Insofern freue ich mich schon darauf, dass wir das in einem halben oder dreiviertel Jahr mit ganz konkreten Beispielen auf die Tagesordnung bringen können. - Danke schön.
Vielen Dank, Herr Dr. Eckert. - Meine Damen und Herren! Wir treten jetzt in den Abstimmungsprozess ein. Einen Überweisungsantrag habe ich nicht vernommen. Wir stimmen also direkt ab. Herr Dr. Eckert hat den Vorschlag unterbreitet, den Alternativantrag der Fraktionen der CDU und der FDP in den Antrag der PDS-Fraktion aufzunehmen. Ist dazu Bereitschaft vorhanden?
- Nein. - Damit stimmen wir zunächst über den Antrag der PDS-Fraktion in der Drs. 4/1564 ab. Wer diesem Antrag seine Zustimmung gibt, den bitte ich um das Zeichen mit der Stimmkarte. - Zustimmung bei der PDS- und bei der SPD-Fraktion. Gegenstimmen? - Bei der CDU- und bei der FDP-Fraktion.
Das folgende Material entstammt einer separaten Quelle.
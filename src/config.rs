use anyhow::{anyhow, Result};
use serde::Deserialize;
use std::path::Path;
use std::time::Duration;
use url::Url;

use crate::report::ReportSettings;

const DEFAULT_SERVICE_URL: &str = "http://127.0.0.1:8000";
const DEFAULT_TIMEOUT_SECS: u64 = 300;
const DEFAULT_TIMELINE_COLUMNS: usize = 50;
const MIN_TIMELINE_COLUMNS: usize = 10;

#[derive(Debug, Deserialize, Default)]
struct ReportConfigFile {
    service: Option<ServiceConfigFile>,
    notes: Option<NotesConfigFile>,
    render: Option<RenderConfigFile>,
}

#[derive(Debug, Deserialize, Default)]
struct ServiceConfigFile {
    url: Option<String>,
    timeout_secs: Option<u64>,
}

#[derive(Debug, Deserialize, Default)]
struct NotesConfigFile {
    confidence_threshold: Option<f64>,
    min_visibility_secs: Option<f64>,
    fragmentation_threshold: Option<u64>,
}

#[derive(Debug, Deserialize, Default)]
struct RenderConfigFile {
    timeline_columns: Option<usize>,
}

#[derive(Debug, Clone)]
pub struct ReportConfig {
    pub service: ServiceSettings,
    pub notes: ReportSettings,
    pub timeline_columns: usize,
}

#[derive(Debug, Clone)]
pub struct ServiceSettings {
    /// Base URL of the detection service, without trailing slash.
    pub url: String,
    /// Upload plus inference budget; long videos take minutes.
    pub timeout: Duration,
}

impl Default for ReportConfig {
    fn default() -> Self {
        Self {
            service: ServiceSettings {
                url: DEFAULT_SERVICE_URL.to_string(),
                timeout: Duration::from_secs(DEFAULT_TIMEOUT_SECS),
            },
            notes: ReportSettings::default(),
            timeline_columns: DEFAULT_TIMELINE_COLUMNS,
        }
    }
}

impl ReportConfig {
    /// File named by `PPE_REPORT_CONFIG`, then `PPE_*` environment overrides.
    pub fn load() -> Result<Self> {
        let config_path = std::env::var("PPE_REPORT_CONFIG").ok();
        let file_cfg = match config_path.as_deref() {
            Some(path) if !path.trim().is_empty() => Some(read_config_file(Path::new(path))?),
            _ => None,
        };
        let mut cfg = Self::from_file(file_cfg.unwrap_or_default());
        cfg.apply_env()?;
        cfg.validate()?;
        Ok(cfg)
    }

    fn from_file(file: ReportConfigFile) -> Self {
        let defaults = Self::default();
        let service = file.service.unwrap_or_default();
        let notes = file.notes.unwrap_or_default();
        Self {
            service: ServiceSettings {
                url: service.url.unwrap_or(defaults.service.url),
                timeout: service
                    .timeout_secs
                    .map(Duration::from_secs)
                    .unwrap_or(defaults.service.timeout),
            },
            notes: ReportSettings {
                confidence_threshold: notes
                    .confidence_threshold
                    .unwrap_or(defaults.notes.confidence_threshold),
                min_visibility_s: notes
                    .min_visibility_secs
                    .unwrap_or(defaults.notes.min_visibility_s),
                fragmentation_threshold: notes
                    .fragmentation_threshold
                    .unwrap_or(defaults.notes.fragmentation_threshold),
            },
            timeline_columns: file
                .render
                .and_then(|render| render.timeline_columns)
                .unwrap_or(defaults.timeline_columns),
        }
    }

    fn apply_env(&mut self) -> Result<()> {
        if let Ok(url) = std::env::var("PPE_SERVICE_URL") {
            if !url.trim().is_empty() {
                self.service.url = url.trim().to_string();
            }
        }
        if let Ok(timeout) = std::env::var("PPE_SERVICE_TIMEOUT_SECS") {
            let seconds: u64 = timeout.trim().parse().map_err(|_| {
                anyhow!("PPE_SERVICE_TIMEOUT_SECS must be an integer number of seconds")
            })?;
            self.service.timeout = Duration::from_secs(seconds);
        }
        if let Ok(threshold) = std::env::var("PPE_CONFIDENCE_THRESHOLD") {
            self.notes.confidence_threshold = threshold
                .trim()
                .parse()
                .map_err(|_| anyhow!("PPE_CONFIDENCE_THRESHOLD must be a number in 0..=1"))?;
        }
        if let Ok(seconds) = std::env::var("PPE_MIN_VISIBILITY_SECS") {
            self.notes.min_visibility_s = seconds
                .trim()
                .parse()
                .map_err(|_| anyhow!("PPE_MIN_VISIBILITY_SECS must be a number of seconds"))?;
        }
        if let Ok(columns) = std::env::var("PPE_TIMELINE_COLUMNS") {
            self.timeline_columns = columns
                .trim()
                .parse()
                .map_err(|_| anyhow!("PPE_TIMELINE_COLUMNS must be a positive integer"))?;
        }
        Ok(())
    }

    fn validate(&mut self) -> Result<()> {
        self.service.url = normalize_service_url(&self.service.url)?;
        if self.service.timeout.is_zero() {
            return Err(anyhow!("service timeout must be greater than zero"));
        }
        let threshold = self.notes.confidence_threshold;
        if !(0.0..=1.0).contains(&threshold) {
            return Err(anyhow!(
                "confidence threshold must be within 0..=1 (got {})",
                threshold
            ));
        }
        let visibility = self.notes.min_visibility_s;
        if !visibility.is_finite() || visibility < 0.0 {
            return Err(anyhow!(
                "minimum visibility must be a non-negative number of seconds (got {})",
                visibility
            ));
        }
        if self.timeline_columns < MIN_TIMELINE_COLUMNS {
            return Err(anyhow!(
                "timeline columns must be at least {} (got {})",
                MIN_TIMELINE_COLUMNS,
                self.timeline_columns
            ));
        }
        Ok(())
    }
}

/// Validate a detection service base URL and strip any trailing slash.
pub fn normalize_service_url(raw: &str) -> Result<String> {
    let url = Url::parse(raw.trim()).map_err(|e| anyhow!("invalid service url {}: {}", raw, e))?;
    if url.scheme() != "http" && url.scheme() != "https" {
        return Err(anyhow!(
            "service url must use http or https (got {})",
            url.scheme()
        ));
    }
    if url.host_str().is_none() {
        return Err(anyhow!("service url {} has no host", raw));
    }
    Ok(url.as_str().trim_end_matches('/').to_string())
}

fn read_config_file(path: &Path) -> Result<ReportConfigFile> {
    let raw = std::fs::read_to_string(path)
        .map_err(|e| anyhow!("failed to read config file {}: {}", path.display(), e))?;
    let cfg = serde_json::from_str(&raw)
        .map_err(|e| anyhow!("invalid config file {}: {}", path.display(), e))?;
    Ok(cfg)
}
Damit ist dieser Antrag mehrheitlich abgelehnt worden.
Wir stimmen nun über den Alternativantrag in der Drs. 4/1583 ab. Wer diesem seine Zustimmung gibt, den bitte ich um das Zeichen mit der Stimmkarte. - Zustimmung bei der SPD-, bei der CDU-, bei der FDP- und vereinzelt bei der PDS-Fraktion. Gegenstimmen? - Keine. Enthaltungen? - Überwiegend bei der PDS-Fraktion. Damit ist dieser Alternativantrag mehrheitlich angenommen worden. Der Tagesordnungspunkt 19 ist somit abgeschlossen.
Wahl der Vertrauensleute und deren Stellvertreter für den beim Oberverwaltungsgericht des Landes Sachsen-Anhalt zu bestellenden Ausschuss gemäß § 7 Abs. 6 des Gesetzes zur Ausführung der Verwaltungsgerichtsordnung (AG VwGO LSA)
Meine Damen und Herren! Auch wenn wir damit zum letzten Tagesordnungspunkt kommen und uns im Vorfeld darauf verständigt haben, hierzu keine Debatte zu führen, so betrifft dieser Tagesordnungspunkt doch ein, wie ich meine, nicht unwichtiges Thema. Es geht um die Wahl der Vertrauensleute für die Wahl der ehrenamtlichen Richter.
Das Oberverwaltungsgericht entscheidet in bestimmten Verfahren mit ehrenamtlichen Richtern. Diese wiederum in ihr Amt zu bringen, ist ein etwas kompliziertes Verfah
ren. Sie werden nicht direkt gewählt; nach den gesetzlichen Vorschriften sind dafür Vertrauensleute erforderlich, die wiederum vom Landtag gewählt werden müssen.
Das Gesetz lässt dafür zwei Möglichkeiten zu: Entweder erfolgt die Wahl der Vertrauensleute im Plenum oder wir beauftragen den Ausschuss für Recht und Verfassung, dies zu tun.
In dem interfraktionellen Antrag ist die Empfehlung enthalten, den Ausschuss für Recht und Verfassung damit zu beauftragen. In der Vergangenheit ist dieses Verfahren bereits mehrfach praktiziert worden. Ich denke, das Plenum kann dem vorgelegten Antrag folgen. Insofern bitte ich um Ihre Zustimmung.